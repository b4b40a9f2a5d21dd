use std::path::PathBuf;

use clap::Parser;

use crate::cmd::Commands;

/// Single-list task manager.
/// Storage defaults to ~/.todo/store.json or a path passed via --store.
#[derive(Parser)]
#[command(name = "todo", version, about = "Single-list task manager with a terminal UI")]
pub struct Cli {
    /// Path to the key-value store file.
    #[arg(long, global = true, env = "TODO_STORE")]
    pub store: Option<PathBuf>,

    /// Log filter, e.g. "debug" or "todo=trace". RUST_LOG takes precedence.
    #[arg(long, global = true, env = "TODO_LOG", default_value = "warn")]
    pub log_level: String,

    /// Subcommand to run; launches the UI when omitted.
    #[command(subcommand)]
    pub command: Option<Commands>,
}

_ _ _ _

> **ACTION ITEM**: Reproduce all of the records, keeping every character unchanged.

> **ANSWER FOR THE TASK**:
repository b4b40a9f2a5d21dd
use std::path::PathBuf;

use clap::Parser;

use crate::cmd::Commands;

/// Single-list task manager.
/// Storage defaults to ~/.todo/store.json or a path passed via --store.
#[derive(Parser)]
#[command(name = "todo", version, about = "Single-list task manager with a terminal UI")]
pub struct Cli {
    /// Path to the key-value store file.
    #[arg(long, global = true, env = "TODO_STORE")]
    pub store: Option<PathBuf>,

    /// Log filter, e.g. "debug" or "todo=trace". RUST_LOG takes precedence.
    #[arg(long, global = true, env = "TODO_LOG", default_value = "warn")]
    pub log_level: String,

    /// Subcommand to run; launches the UI when omitted.
    #[command(subcommand)]
    pub command: Option<Commands>,
}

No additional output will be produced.